‘Education and Social Justice in the Pluriverse’ – EADI ISS Conference, 5 – 8 July 2021

On Tuesday 6 July, our group was excited because we were finally able to organize the panel at EADI ISS Conference that had been postponed for one year due to coronavirus pandemic. The idea of the panel was at first connected to the forthcoming special issue for the journal Globalizations. Therefore, the panel was included in the category of “harvesting”, meaning that the presentations were on researches at their “mature” stage. The discussion was then based on the drafts the participants had sent beforehand. We had two sessions with nine presentations that looked at pluriversal educational alternatives and critical intercultural education from different perspectives and in different regional and cultural contexts.

Paola Minoia (University of Helsinki) began the first session by telling about research that she had been working on together with Riikka Kaukonen-Lindholm and Andrés Tapia: Intercultural education for the living forests – Kawsak Sacha. The work presented the experience of the Kichwa people of Pastaza in Ecuador, and their agency in enforcing their epistemic rights and protection of their lands. The second paper by Amanda Earl (Teachers College, Columbia University, USA): “We Bring a Lot to Life”: Internationalization of Intercultural Higher Education for Sustainable Development, told about the experiences in intercultural universities in Mexico on how the projects to internationalize their curricula supported the fostering a dialogue of knowledges in rural communities with a view to sustainable development. Third, Su-ming Khoo’s (National University of Ireland, Galway) paper titled Aligning ‘Quality’ and ‘Equity’ in Higher Education – the Repair of Decoloniality and the Tasks of Undone Science focused on problematizing the concepts of ‘science’, ‘quality’ and ‘excellence’ as ideals in higher education and with respect to challenges for trying to include epistemic diversity and pluralism. Fourth, Janbee Shaik Mopidevi (Innovate Teaching Research & Advocacy Consulting (ITRAC), UK) in her talk Contesting neo-liberal homogeneity and reclaiming epistemic heterogeneity in Education for Sustainable Development, explored the post-colonial and post- developmental philosophies of Rabindranath Tagore and Jiddu Krishnamurti.

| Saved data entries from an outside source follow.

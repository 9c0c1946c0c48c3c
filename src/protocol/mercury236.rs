//! # Mercury 236 Codec
//!
//! The authenticated protocol family. A device accepts queries only after an
//! open-channel request carrying an access level and a 6-character password;
//! the channel is closed again when the session ends.

use crate::constants::*;
use crate::error::MercuryError;
use crate::protocol::frame::{describe_status, pack_236_request, parse_236_response, status_code};
use crate::record::{MetricValue, Metrics};
use crate::transport::{BridgeHandle, BridgeLink};
use crate::ArrayNumber;
use async_trait::async_trait;

/// Privilege tier used by the open-channel handshake.
#[derive(Debug, Clone, Copy, PartialEq, Eq)]
pub enum AccessLevel {
    User,
    Admin,
}

impl AccessLevel {
    /// Wire-level access level code.
    pub fn code(self) -> u8 {
        match self {
            AccessLevel::User => 0x01,
            AccessLevel::Admin => 0x02,
        }
    }

    /// Vendor default credential for this level.
    pub fn default_password(self) -> &'static str {
        match self {
            AccessLevel::User => DEFAULT_USER_PASSWORD,
            AccessLevel::Admin => DEFAULT_ADMIN_PASSWORD,
        }
    }
}

/// Typed operations of the Mercury 236 protocol.
#[async_trait]
pub trait Mercury236Codec: Send {
    /// Confirms the device answers on the given bus address.
    async fn check_connect(&mut self, address: u8) -> Result<(), MercuryError>;

    /// Opens the communication channel at the given access level.
    async fn open_channel(
        &mut self,
        address: u8,
        level: AccessLevel,
        password: &str,
    ) -> Result<(), MercuryError>;

    /// Closes the communication channel.
    async fn close_channel(&mut self, address: u8) -> Result<(), MercuryError>;

    /// Reads the accumulated active/reactive totals of an energy array (kWh).
    async fn read_energy_total(
        &mut self,
        address: u8,
        array: ArrayNumber,
    ) -> Result<Metrics, MercuryError>;

    /// Reads the per-tariff active/reactive energy of an array (kWh).
    async fn read_energy_tariffs(
        &mut self,
        address: u8,
        array: ArrayNumber,
    ) -> Result<Metrics, MercuryError>;

    /// Reads the accumulated active energy per phase (kWh).
    async fn read_energy_by_phase(&mut self, address: u8) -> Result<Metrics, MercuryError>;

    /// Reads the per-tariff active energy per phase (kWh).
    async fn read_energy_tariffs_by_phase(
        &mut self,
        address: u8,
    ) -> Result<Metrics, MercuryError>;

    /// Reads instantaneous voltage/current per phase and total power.
    async fn read_instrumentation(&mut self, address: u8) -> Result<Metrics, MercuryError>;

    /// Reads the network frequency (Hz).
    async fn read_frequency(&mut self, address: u8) -> Result<f64, MercuryError>;
}

/// Decodes one 4-byte energy counter in the vendor 2-1-4-3 byte order.
/// An all-ones counter means the channel is not supported by the meter.
fn energy_counter(bytes: &[u8]) -> Option<u32> {
    let value = ((bytes[1] as u32) << 24)
        | ((bytes[0] as u32) << 16)
        | ((bytes[3] as u32) << 8)
        | bytes[2] as u32;
    if value == u32::MAX {
        None
    } else {
        Some(value)
    }
}

/// Decodes a 3-byte auxiliary parameter value. The top two bits of the
/// first byte carry direction flags and are masked off.
fn aux_value(data: &[u8]) -> Result<u32, MercuryError> {
    match data {
        [b0, b1, b2] => Ok((((b0 & 0x3F) as u32) << 16) | ((*b2 as u32) << 8) | *b1 as u32),
        _ => Err(MercuryError::MalformedData(format!(
            "auxiliary payload is {} bytes, expected 3",
            data.len()
        ))),
    }
}

/// Mercury 236 codec over a bridge link.
pub struct Mercury236Handle<L: BridgeLink> {
    bridge: BridgeHandle<L>,
}

impl<L: BridgeLink> Mercury236Handle<L> {
    pub fn new(bridge: BridgeHandle<L>) -> Self {
        Mercury236Handle { bridge }
    }

    pub async fn shutdown(&mut self) {
        self.bridge.shutdown().await;
    }

    async fn request(&mut self, address: u8, payload: &[u8]) -> Result<Vec<u8>, MercuryError> {
        let request = pack_236_request(address, payload);
        let response = self.bridge.exchange(&request).await?;
        let data = parse_236_response(&response, address)?;
        Ok(data.to_vec())
    }

    /// Issues a request expected to answer with a single status byte.
    async fn status_request(&mut self, address: u8, payload: &[u8]) -> Result<u8, MercuryError> {
        let data = self.request(address, payload).await?;
        status_code(&data)
    }

    /// Reads one 16-byte A+/A-/R+/R- energy record.
    async fn energy_record(
        &mut self,
        address: u8,
        array: u8,
        tariff: u8,
        prefix: &str,
    ) -> Result<Metrics, MercuryError> {
        let data = self
            .request(address, &[M236_REQ_READ_ENERGY, array << 4, tariff])
            .await?;
        if data.len() == 1 {
            return Err(MercuryError::MalformedData(format!(
                "energy read refused: {}",
                describe_status(status_code(&data)?)
            )));
        }
        if data.len() != 16 {
            return Err(MercuryError::MalformedData(format!(
                "energy payload is {} bytes, expected 16",
                data.len()
            )));
        }
        let mut metrics = Metrics::new();
        for (i, key) in ["A+", "A-", "R+", "R-"].iter().enumerate() {
            if let Some(wh) = energy_counter(&data[i * 4..i * 4 + 4]) {
                metrics.push((
                    format!("{prefix}{key}"),
                    MetricValue::Float(wh as f64 / 1000.0),
                ));
            }
        }
        Ok(metrics)
    }

    /// Reads one 12-byte per-phase active energy record.
    async fn phase_record(
        &mut self,
        address: u8,
        tariff: u8,
        prefix: &str,
    ) -> Result<Metrics, MercuryError> {
        let data = self
            .request(
                address,
                &[M236_REQ_READ_ENERGY, M236_ARRAY_BY_PHASE << 4, tariff],
            )
            .await?;
        if data.len() != 12 {
            return Err(MercuryError::MalformedData(format!(
                "per-phase payload is {} bytes, expected 12",
                data.len()
            )));
        }
        let mut metrics = Metrics::new();
        for phase in 0..3usize {
            if let Some(wh) = energy_counter(&data[phase * 4..phase * 4 + 4]) {
                metrics.push((
                    format!("{prefix}phase{}", phase + 1),
                    MetricValue::Float(wh as f64 / 1000.0),
                ));
            }
        }
        Ok(metrics)
    }

    /// Reads one instantaneous value by its BWRI code.
    async fn aux_read(&mut self, address: u8, bwri: u8) -> Result<u32, MercuryError> {
        let data = self
            .request(address, &[M236_REQ_READ_AUX, M236_AUX_PARAMS, bwri])
            .await?;
        aux_value(&data)
    }
}

#[async_trait]
impl<L: BridgeLink> Mercury236Codec for Mercury236Handle<L> {
    async fn check_connect(&mut self, address: u8) -> Result<(), MercuryError> {
        let status = self.status_request(address, &[M236_REQ_TEST]).await?;
        if status != M236_STATUS_OK {
            return Err(MercuryError::Connection(format!(
                "device {address} rejected connect: {}",
                describe_status(status)
            )));
        }
        Ok(())
    }

    async fn open_channel(
        &mut self,
        address: u8,
        level: AccessLevel,
        password: &str,
    ) -> Result<(), MercuryError> {
        if password.len() != PASSWORD_LEN || !password.is_ascii() {
            return Err(MercuryError::Authentication(format!(
                "password must be {PASSWORD_LEN} ASCII characters"
            )));
        }
        let mut payload = vec![M236_REQ_OPEN_CHANNEL, level.code()];
        payload.extend_from_slice(password.as_bytes());

        let status = self.status_request(address, &payload).await?;
        if status != M236_STATUS_OK {
            return Err(MercuryError::Authentication(format!(
                "open channel refused: {}",
                describe_status(status)
            )));
        }
        Ok(())
    }

    async fn close_channel(&mut self, address: u8) -> Result<(), MercuryError> {
        let status = self
            .status_request(address, &[M236_REQ_CLOSE_CHANNEL])
            .await?;
        if status != M236_STATUS_OK {
            return Err(MercuryError::MalformedData(format!(
                "close channel refused: {}",
                describe_status(status)
            )));
        }
        Ok(())
    }

    async fn read_energy_total(
        &mut self,
        address: u8,
        array: ArrayNumber,
    ) -> Result<Metrics, MercuryError> {
        self.energy_record(address, array.code(), 0, "").await
    }

    async fn read_energy_tariffs(
        &mut self,
        address: u8,
        array: ArrayNumber,
    ) -> Result<Metrics, MercuryError> {
        let mut metrics = Metrics::new();
        for tariff in crate::arrays::tariff_numbers() {
            let prefix = format!("T{tariff}.");
            metrics.extend(
                self.energy_record(address, array.code(), tariff, &prefix)
                    .await?,
            );
        }
        Ok(metrics)
    }

    async fn read_energy_by_phase(&mut self, address: u8) -> Result<Metrics, MercuryError> {
        self.phase_record(address, 0, "").await
    }

    async fn read_energy_tariffs_by_phase(
        &mut self,
        address: u8,
    ) -> Result<Metrics, MercuryError> {
        let mut metrics = Metrics::new();
        for tariff in crate::arrays::tariff_numbers() {
            let prefix = format!("T{tariff}.");
            metrics.extend(self.phase_record(address, tariff, &prefix).await?);
        }
        Ok(metrics)
    }

    async fn read_instrumentation(&mut self, address: u8) -> Result<Metrics, MercuryError> {
        let mut metrics = Metrics::new();
        for phase in 0..3u8 {
            let raw = self.aux_read(address, M236_BWRI_VOLTAGE_PHASE1 + phase).await?;
            metrics.push((
                format!("U{}", phase + 1),
                MetricValue::Float(raw as f64 / 100.0),
            ));
        }
        for phase in 0..3u8 {
            let raw = self.aux_read(address, M236_BWRI_CURRENT_PHASE1 + phase).await?;
            metrics.push((
                format!("I{}", phase + 1),
                MetricValue::Float(raw as f64 / 1000.0),
            ));
        }
        let raw = self.aux_read(address, M236_BWRI_POWER_SUM).await?;
        metrics.push(("P".to_string(), MetricValue::Float(raw as f64 / 100.0)));
        Ok(metrics)
    }

    async fn read_frequency(&mut self, address: u8) -> Result<f64, MercuryError> {
        let raw = self.aux_read(address, M236_BWRI_FREQUENCY).await?;
        Ok(raw as f64 / 100.0)
    }
}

The second session began with a presentation by Johanna Hohenthal (University of Helsinki) on her work together with Tuija Veintie, titled: Fostering Indigenous young people’s socio-environmental consciousness through place-based learning in Ecuadorian Amazonia. Their paper focused on the need and possibilities to engage intercultural bilingual schooling better with young people’s experiential learning and learning with their parents and community. The second paper by Marina Cadaval Narezo (International institute of Social Studies, Netherlands) and her co-authors Georgina Méndez Torres and Angélica Hernández Vásquez, titled Professional Indigenous Women: the use of conventional graduate education to reposition indigenous worldviews, reflected on the experiences of two Indigenous women professors in Intercultural universities in Mexico. Third, Maren Seehawer (Norwegian School of Theology, Religion and Society) explored epistemological tensions between indigenous ways of knowing and western education system in her presentation titled Integrating indigenous and Western knowledges in South African education. Fourth, Dumisani Zondiwe Moyo (School of Geographical and Earth Sciences, University of Glasgow, UK) presented his paper titled Coloniality, Decolonialism and the Question of Malawi’s Agricultural Education System, which explored a grounded application a framework based on Achille Mbembe’s concept of ‘Blackness’ to decolonial scholarship and represented an autoethnographic account on Malawi’s agricultural economics education system. The panel ended with a presentation by Maria Fernanda Arreas Treffner (Linkrural, Brazil / Vietnam) and Cornelia E. Nauen (Mundus maris – Sciences and Arts for Sustainability asbl, Belgium), titled Inclusive Adult Education as an Avenue for Greater Social Justice in Small-Scale Fisheries in Senegal. Their work focused on the Small-Scale Fisheries Academy and reflected on its methodological and theoretical underpinnings.

The diversity of presentations and lively discussions in our panel showed that the topic of pluriversalising and decolonizing education is very timely and there is a lot of important academic research going on in this field. The work continues, and hopefully in the future, we will see even more conceptual and practical development that helps to build dialogues between different ways of knowing in education for more sustainable and just futures.